Data for processing: Begin

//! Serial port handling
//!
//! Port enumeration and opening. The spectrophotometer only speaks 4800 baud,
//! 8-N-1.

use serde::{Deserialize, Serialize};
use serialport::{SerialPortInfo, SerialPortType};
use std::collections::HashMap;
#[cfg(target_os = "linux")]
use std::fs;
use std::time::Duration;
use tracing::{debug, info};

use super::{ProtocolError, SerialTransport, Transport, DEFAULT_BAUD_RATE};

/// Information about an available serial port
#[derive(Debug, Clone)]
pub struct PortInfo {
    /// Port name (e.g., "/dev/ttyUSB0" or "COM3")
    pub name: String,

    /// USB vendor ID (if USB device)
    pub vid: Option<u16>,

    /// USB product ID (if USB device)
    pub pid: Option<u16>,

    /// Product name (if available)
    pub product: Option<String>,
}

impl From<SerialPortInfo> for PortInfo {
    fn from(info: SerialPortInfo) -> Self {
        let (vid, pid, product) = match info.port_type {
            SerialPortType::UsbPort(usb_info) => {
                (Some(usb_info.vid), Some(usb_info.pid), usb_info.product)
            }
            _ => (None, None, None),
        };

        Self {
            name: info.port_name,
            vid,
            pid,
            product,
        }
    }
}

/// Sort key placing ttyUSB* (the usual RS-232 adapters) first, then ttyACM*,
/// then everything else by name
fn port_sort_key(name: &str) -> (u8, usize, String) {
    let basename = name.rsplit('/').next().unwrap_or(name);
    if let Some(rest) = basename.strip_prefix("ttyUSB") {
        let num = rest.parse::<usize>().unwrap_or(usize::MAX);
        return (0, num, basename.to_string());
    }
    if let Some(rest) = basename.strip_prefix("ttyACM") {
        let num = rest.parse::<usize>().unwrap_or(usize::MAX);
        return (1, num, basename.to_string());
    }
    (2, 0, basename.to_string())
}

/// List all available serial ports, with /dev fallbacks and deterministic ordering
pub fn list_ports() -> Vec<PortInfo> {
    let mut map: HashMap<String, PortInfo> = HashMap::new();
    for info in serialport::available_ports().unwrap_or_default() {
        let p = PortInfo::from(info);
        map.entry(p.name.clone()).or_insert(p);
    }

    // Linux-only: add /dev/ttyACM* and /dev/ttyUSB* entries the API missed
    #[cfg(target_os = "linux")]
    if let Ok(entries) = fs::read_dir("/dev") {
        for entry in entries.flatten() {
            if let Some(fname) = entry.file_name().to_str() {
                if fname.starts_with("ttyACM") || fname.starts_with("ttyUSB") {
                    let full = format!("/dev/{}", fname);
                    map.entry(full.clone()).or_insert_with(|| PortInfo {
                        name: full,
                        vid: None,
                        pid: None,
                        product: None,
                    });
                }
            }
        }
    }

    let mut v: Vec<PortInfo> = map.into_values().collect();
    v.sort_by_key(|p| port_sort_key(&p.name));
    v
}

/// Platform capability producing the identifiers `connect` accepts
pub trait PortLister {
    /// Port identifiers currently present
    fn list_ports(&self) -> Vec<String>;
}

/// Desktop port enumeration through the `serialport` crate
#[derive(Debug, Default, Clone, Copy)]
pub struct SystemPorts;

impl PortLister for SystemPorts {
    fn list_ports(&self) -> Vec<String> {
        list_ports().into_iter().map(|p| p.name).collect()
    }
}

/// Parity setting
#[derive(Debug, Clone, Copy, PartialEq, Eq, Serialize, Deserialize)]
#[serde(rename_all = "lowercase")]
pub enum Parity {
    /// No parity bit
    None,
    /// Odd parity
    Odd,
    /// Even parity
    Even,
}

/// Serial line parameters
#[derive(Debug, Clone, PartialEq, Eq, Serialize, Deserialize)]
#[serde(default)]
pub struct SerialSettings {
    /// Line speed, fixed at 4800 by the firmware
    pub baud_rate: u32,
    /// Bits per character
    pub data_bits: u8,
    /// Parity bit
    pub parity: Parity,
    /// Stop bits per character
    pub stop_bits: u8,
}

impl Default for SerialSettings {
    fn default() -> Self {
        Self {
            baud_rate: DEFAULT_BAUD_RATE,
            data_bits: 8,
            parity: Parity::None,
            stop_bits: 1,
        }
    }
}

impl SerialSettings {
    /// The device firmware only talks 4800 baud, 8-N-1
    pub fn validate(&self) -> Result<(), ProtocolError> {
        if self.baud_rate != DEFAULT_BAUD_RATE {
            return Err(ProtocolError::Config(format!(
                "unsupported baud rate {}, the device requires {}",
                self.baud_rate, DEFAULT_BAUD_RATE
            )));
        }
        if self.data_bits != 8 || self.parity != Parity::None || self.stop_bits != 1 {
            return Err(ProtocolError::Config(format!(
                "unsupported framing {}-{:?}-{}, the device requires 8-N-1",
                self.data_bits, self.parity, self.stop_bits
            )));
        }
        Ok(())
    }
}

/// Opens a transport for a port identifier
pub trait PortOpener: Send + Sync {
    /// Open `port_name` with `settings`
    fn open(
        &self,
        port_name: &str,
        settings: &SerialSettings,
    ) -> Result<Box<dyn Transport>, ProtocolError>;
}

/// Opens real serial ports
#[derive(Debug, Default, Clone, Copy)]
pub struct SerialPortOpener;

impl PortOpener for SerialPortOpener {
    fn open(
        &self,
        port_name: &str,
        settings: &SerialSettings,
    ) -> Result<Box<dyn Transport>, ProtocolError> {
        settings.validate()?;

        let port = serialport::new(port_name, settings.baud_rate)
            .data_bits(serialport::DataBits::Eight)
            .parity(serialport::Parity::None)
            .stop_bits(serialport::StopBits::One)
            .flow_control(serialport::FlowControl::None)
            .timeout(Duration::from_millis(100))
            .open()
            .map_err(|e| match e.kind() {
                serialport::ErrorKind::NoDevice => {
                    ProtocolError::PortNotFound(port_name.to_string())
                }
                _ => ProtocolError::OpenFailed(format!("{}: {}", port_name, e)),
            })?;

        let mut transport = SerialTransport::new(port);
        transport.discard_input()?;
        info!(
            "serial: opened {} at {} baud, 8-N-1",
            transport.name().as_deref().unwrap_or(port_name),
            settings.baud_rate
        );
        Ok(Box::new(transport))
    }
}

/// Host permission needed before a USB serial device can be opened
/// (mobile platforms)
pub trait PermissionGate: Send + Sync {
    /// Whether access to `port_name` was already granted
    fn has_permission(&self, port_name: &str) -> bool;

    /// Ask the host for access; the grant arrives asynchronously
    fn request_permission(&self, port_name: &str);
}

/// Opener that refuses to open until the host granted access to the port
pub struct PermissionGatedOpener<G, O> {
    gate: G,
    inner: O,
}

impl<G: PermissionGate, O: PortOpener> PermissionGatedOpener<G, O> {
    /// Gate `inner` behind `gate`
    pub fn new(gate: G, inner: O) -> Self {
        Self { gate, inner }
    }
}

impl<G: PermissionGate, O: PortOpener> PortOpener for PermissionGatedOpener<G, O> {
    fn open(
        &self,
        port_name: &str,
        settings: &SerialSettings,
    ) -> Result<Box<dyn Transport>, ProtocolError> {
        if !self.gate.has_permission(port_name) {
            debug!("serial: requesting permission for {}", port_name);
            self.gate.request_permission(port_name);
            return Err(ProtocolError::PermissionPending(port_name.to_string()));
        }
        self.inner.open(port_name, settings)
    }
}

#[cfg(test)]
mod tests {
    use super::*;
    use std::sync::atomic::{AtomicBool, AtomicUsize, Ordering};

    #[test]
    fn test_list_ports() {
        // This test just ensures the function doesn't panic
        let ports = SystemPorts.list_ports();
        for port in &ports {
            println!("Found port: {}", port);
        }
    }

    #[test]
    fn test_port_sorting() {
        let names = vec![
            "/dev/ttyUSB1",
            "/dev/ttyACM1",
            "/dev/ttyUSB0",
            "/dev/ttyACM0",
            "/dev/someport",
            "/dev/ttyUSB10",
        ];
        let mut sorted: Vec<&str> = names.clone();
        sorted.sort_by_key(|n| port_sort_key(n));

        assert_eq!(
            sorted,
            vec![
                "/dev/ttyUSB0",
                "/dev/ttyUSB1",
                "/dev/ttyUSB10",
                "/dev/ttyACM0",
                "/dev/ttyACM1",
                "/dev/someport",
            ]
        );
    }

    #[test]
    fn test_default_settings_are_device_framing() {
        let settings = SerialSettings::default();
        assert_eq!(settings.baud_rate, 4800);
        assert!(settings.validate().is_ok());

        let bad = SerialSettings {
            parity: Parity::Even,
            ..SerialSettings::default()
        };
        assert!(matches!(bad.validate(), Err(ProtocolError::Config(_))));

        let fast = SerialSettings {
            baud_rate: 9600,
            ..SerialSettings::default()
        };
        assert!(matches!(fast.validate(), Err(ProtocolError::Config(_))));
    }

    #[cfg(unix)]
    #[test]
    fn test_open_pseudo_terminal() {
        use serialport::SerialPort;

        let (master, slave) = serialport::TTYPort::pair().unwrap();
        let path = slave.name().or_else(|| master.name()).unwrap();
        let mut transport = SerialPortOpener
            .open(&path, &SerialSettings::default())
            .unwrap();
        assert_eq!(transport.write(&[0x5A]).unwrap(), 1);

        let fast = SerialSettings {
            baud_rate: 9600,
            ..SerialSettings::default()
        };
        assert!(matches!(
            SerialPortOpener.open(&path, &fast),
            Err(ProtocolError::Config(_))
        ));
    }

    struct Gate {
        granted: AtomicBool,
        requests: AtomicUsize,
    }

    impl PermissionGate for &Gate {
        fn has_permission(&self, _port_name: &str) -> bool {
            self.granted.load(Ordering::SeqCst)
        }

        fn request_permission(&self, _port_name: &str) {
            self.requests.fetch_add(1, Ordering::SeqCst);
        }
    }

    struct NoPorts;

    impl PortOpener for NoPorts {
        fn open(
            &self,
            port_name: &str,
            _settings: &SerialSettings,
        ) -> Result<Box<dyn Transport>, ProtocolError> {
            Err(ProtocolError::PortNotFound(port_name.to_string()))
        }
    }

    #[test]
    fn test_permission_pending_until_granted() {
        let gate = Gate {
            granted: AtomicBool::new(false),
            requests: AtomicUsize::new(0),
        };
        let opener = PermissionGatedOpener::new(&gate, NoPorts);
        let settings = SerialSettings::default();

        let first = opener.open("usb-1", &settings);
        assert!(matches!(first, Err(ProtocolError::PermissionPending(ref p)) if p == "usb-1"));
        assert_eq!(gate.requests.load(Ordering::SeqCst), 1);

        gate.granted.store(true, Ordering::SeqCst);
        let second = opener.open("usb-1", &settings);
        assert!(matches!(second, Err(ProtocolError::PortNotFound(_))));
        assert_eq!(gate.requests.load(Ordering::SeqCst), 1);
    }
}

Data for processing: End

* [Work task]:
Include the first line of the listing, the line with "else by name", and every line between them, each repeated exactly, and output only those.

* [Answer]:
//! Serial port handling
//!
//! Port enumeration and opening. The spectrophotometer only speaks 4800 baud,
//! 8-N-1.

use serde::{Deserialize, Serialize};
use serialport::{SerialPortInfo, SerialPortType};
use std::collections::HashMap;
#[cfg(target_os = "linux")]
use std::fs;
use std::time::Duration;
use tracing::{debug, info};

use super::{ProtocolError, SerialTransport, Transport, DEFAULT_BAUD_RATE};

/// Information about an available serial port
#[derive(Debug, Clone)]
pub struct PortInfo {
    /// Port name (e.g., "/dev/ttyUSB0" or "COM3")
    pub name: String,

    /// USB vendor ID (if USB device)
    pub vid: Option<u16>,

    /// USB product ID (if USB device)
    pub pid: Option<u16>,

    /// Product name (if available)
    pub product: Option<String>,
}

impl From<SerialPortInfo> for PortInfo {
    fn from(info: SerialPortInfo) -> Self {
        let (vid, pid, product) = match info.port_type {
            SerialPortType::UsbPort(usb_info) => {
                (Some(usb_info.vid), Some(usb_info.pid), usb_info.product)
            }
            _ => (None, None, None),
        };

        Self {
            name: info.port_name,
            vid,
            pid,
            product,
        }
    }
}

/// Sort key placing ttyUSB* (the usual RS-232 adapters) first, then ttyACM*,
/// then everything else by name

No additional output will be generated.